TASK STATEMENT: In the material below, find the line containing "the ps command" and the line containing "async fn install(&self, options: &InstallOptions)", then reproduce exactly both of them and every line between, and nothing else.

DATA PROVIDED:
--------------------------------

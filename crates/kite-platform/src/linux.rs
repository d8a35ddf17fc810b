//! Linux adapter.
//!
//! Kite is distributed as a `.deb` that installs `/usr/bin/kited` and a
//! versioned tree under `/opt/kite`. Linux support is opt-in: the host is
//! only considered supported once `~/.kite/KITE_LINUX` exists.

use async_trait::async_trait;
use kite_core::{
    Edition, HealthState, InstallOptions, InstallStep, KiteAdapter, KiteError, Platform, Result,
    RunOptions, retry,
};
use std::path::PathBuf;
use std::time::Duration;
use tracing::{debug, info};

use crate::detect::{kite_home_file, parse_version, user_in_groups};
use crate::download::download_and_install;
use crate::process::{CommandSpec, run_command, spawn_detached};

/// Release package URL.
pub const RELEASE_URL: &str = "https://linux.kite.com/dls/linux/current";

/// Minimum Ubuntu release.
const MIN_RELEASE: f64 = 18.04;

/// Groups whose members may install system packages.
const ADMIN_GROUPS: &[&str] = &["root", "adm", "admin", "sudo"];

/// Linux adapter.
#[derive(Debug, Clone)]
pub struct LinuxAdapter {
    release_url: String,
    deb_path: PathBuf,
    kited_path: PathBuf,
    current_link: PathBuf,
    flag_path: Option<PathBuf>,
    session_file: Option<PathBuf>,
    install_attempts: u32,
    install_interval: Duration,
}

impl Default for LinuxAdapter {
    fn default() -> Self {
        Self::new()
    }
}

impl LinuxAdapter {
    /// Creates an adapter with the stock package layout.
    #[must_use]
    pub fn new() -> Self {
        Self {
            release_url: RELEASE_URL.to_string(),
            deb_path: PathBuf::from("/tmp/kite-installer.deb"),
            kited_path: PathBuf::from("/usr/bin/kited"),
            current_link: PathBuf::from("/opt/kite/kite-current"),
            flag_path: kite_home_file("KITE_LINUX"),
            session_file: kite_home_file("session.json"),
            install_attempts: 10,
            install_interval: Duration::from_millis(1500),
        }
    }

    /// Overrides the release URL.
    #[must_use]
    pub fn with_release_url(mut self, url: impl Into<String>) -> Self {
        self.release_url = url.into();
        self
    }

    /// Overrides where the package is downloaded.
    #[must_use]
    pub fn with_deb_path(mut self, path: impl Into<PathBuf>) -> Self {
        self.deb_path = path.into();
        self
    }

    /// Overrides the daemon binary location.
    #[must_use]
    pub fn with_kited_path(mut self, path: impl Into<PathBuf>) -> Self {
        self.kited_path = path.into();
        self
    }

    /// Overrides the `kite-current` symlink checked after install.
    #[must_use]
    pub fn with_current_link(mut self, path: impl Into<PathBuf>) -> Self {
        self.current_link = path.into();
        self
    }

    /// Overrides the opt-in flag file.
    #[must_use]
    pub fn with_flag_path(mut self, path: impl Into<PathBuf>) -> Self {
        self.flag_path = Some(path.into());
        self
    }

    /// Overrides how often the install is re-checked after the package
    /// manager returns.
    #[must_use]
    pub const fn with_install_check(mut self, attempts: u32, interval: Duration) -> Self {
        self.install_attempts = attempts;
        self.install_interval = interval;
        self
    }

    fn unsupported_enterprise() -> KiteError {
        KiteError::bad_state(
            HealthState::Unsupported,
            "Kite Enterprise is currently not supported on Linux",
        )
    }

    /// Checks that the package finished unpacking a versioned tree.
    async fn is_initially_installed(&self) -> Result<()> {
        let target = tokio::fs::read_link(&self.current_link).await.map_err(|e| {
            debug!(link = %self.current_link.display(), error = %e, "kite-current not readable");
            KiteError::bad_state(HealthState::Uninstalled, "Kite is not installed yet")
        })?;
        if is_versioned_tree(&target) {
            Ok(())
        } else {
            Err(KiteError::bad_state(
                HealthState::Uninstalled,
                format!("{} is not a Kite release", target.display()),
            ))
        }
    }
}

fn is_versioned_tree(target: &std::path::Path) -> bool {
    target
        .file_name()
        .is_some_and(|name| name.to_string_lossy().starts_with("kite-v"))
}

fn kited_listed(stdout: &str) -> bool {
    stdout.lines().any(|line| line.contains("kited"))
}

#[async_trait]
impl KiteAdapter for LinuxAdapter {
    fn platform(&self) -> Platform {
        Platform::Linux
    }

    fn is_os_supported(&self) -> bool {
        self.flag_path.as_ref().is_some_and(|flag| flag.exists())
    }

    async fn is_os_version_supported(&self) -> bool {
        if self.arch() != "x86_64" {
            return false;
        }
        run_command(
            &CommandSpec::new("lsb_release").arg("-r"),
            "lsb_release_error",
            "Unable to read the distribution release",
        )
        .await
        .ok()
        .and_then(|stdout| parse_version(&stdout))
        .is_some_and(|release| release >= MIN_RELEASE)
    }

    async fn is_admin(&self) -> bool {
        user_in_groups(ADMIN_GROUPS)
    }

    fn release_url(&self) -> Option<String> {
        Some(self.release_url.clone())
    }

    fn download_path(&self) -> Option<PathBuf> {
        Some(self.deb_path.clone())
    }

    async fn install_paths(&self, edition: Edition) -> Vec<PathBuf> {
        match edition {
            Edition::Community => vec![self.kited_path.clone()],
            Edition::Enterprise => Vec::new(),
        }
    }

    fn session_file_path(&self) -> Option<PathBuf> {
        self.session_file.clone()
    }

    async fn is_installed(&self, edition: Edition) -> Result<()> {
        if edition == Edition::Enterprise {
            return Err(Self::unsupported_enterprise());
        }
        if tokio::fs::try_exists(&self.kited_path).await.unwrap_or(false) {
            Ok(())
        } else {
            Err(KiteError::bad_state(
                HealthState::Uninstalled,
                format!("{} does not exist", self.kited_path.display()),
            ))
        }
    }

    async fn is_running(&self, edition: Edition) -> Result<()> {
        if edition == Edition::Enterprise {
            return Err(Self::unsupported_enterprise());
        }
        let stdout = run_command(
            &CommandSpec::new("/bin/ps").arg("-axo").arg("pid,command"),
            "ps_error",
            "Unable to run the ps command and verify that Kite is running",
        )
        .await?;
        if kited_listed(&stdout) {
            Ok(())
        } else {
            Err(KiteError::bad_state(
                HealthState::NotRunning,
                "Kite process could not be found in the processes list",
            ))
        }
    }

    async fn install(&self, options: &InstallOptions) -> Result<()> {
        info!(package = %self.deb_path.display(), "installing Kite package");
        options.notify(InstallStep::InstallStart);

        let apt = CommandSpec::new("apt")
            .args(["install", "-f"])
            .arg(self.deb_path.to_string_lossy());
        run_command(&apt, "apt_install_error", "Unable to install Kite package").await?;
        options.notify(InstallStep::Mount);

        tokio::fs::remove_file(&self.deb_path).await?;
        options.notify(InstallStep::Remove);

        retry(
            || self.is_initially_installed(),
            self.install_attempts,
            self.install_interval,
        )
        .await
    }

    async fn download(&self, url: &str, options: &InstallOptions) -> Result<()> {
        download_and_install(self, url, options).await
    }

    async fn run(&self, edition: Edition, options: &RunOptions) -> Result<()> {
        if edition == Edition::Enterprise {
            return Err(Self::unsupported_enterprise());
        }
        if self.is_running(edition).await.is_ok() {
            debug!("kited already running");
            return Ok(());
        }

        let mut spec = CommandSpec::new(self.kited_path.to_string_lossy())
            .arg("--plugin-launch")
            .arg(format!("--channel={}", options.channel))
            .env_remove("ELECTRON_RUN_AS_NODE")
            .env("SKIP_KITE_ONBOARDING", "1");
        for (key, value) in &options.env {
            spec = spec.env(key.as_str(), value.as_str());
        }
        spawn_detached(&spec, "kited_error", "Unable to run kited")?;
        Ok(())
    }
}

--------------------------------

RESULT OF THE TASK:
            "Unable to run the ps command and verify that Kite is running",
        )
        .await?;
        if kited_listed(&stdout) {
            Ok(())
        } else {
            Err(KiteError::bad_state(
                HealthState::NotRunning,
                "Kite process could not be found in the processes list",
            ))
        }
    }

    async fn install(&self, options: &InstallOptions) -> Result<()> {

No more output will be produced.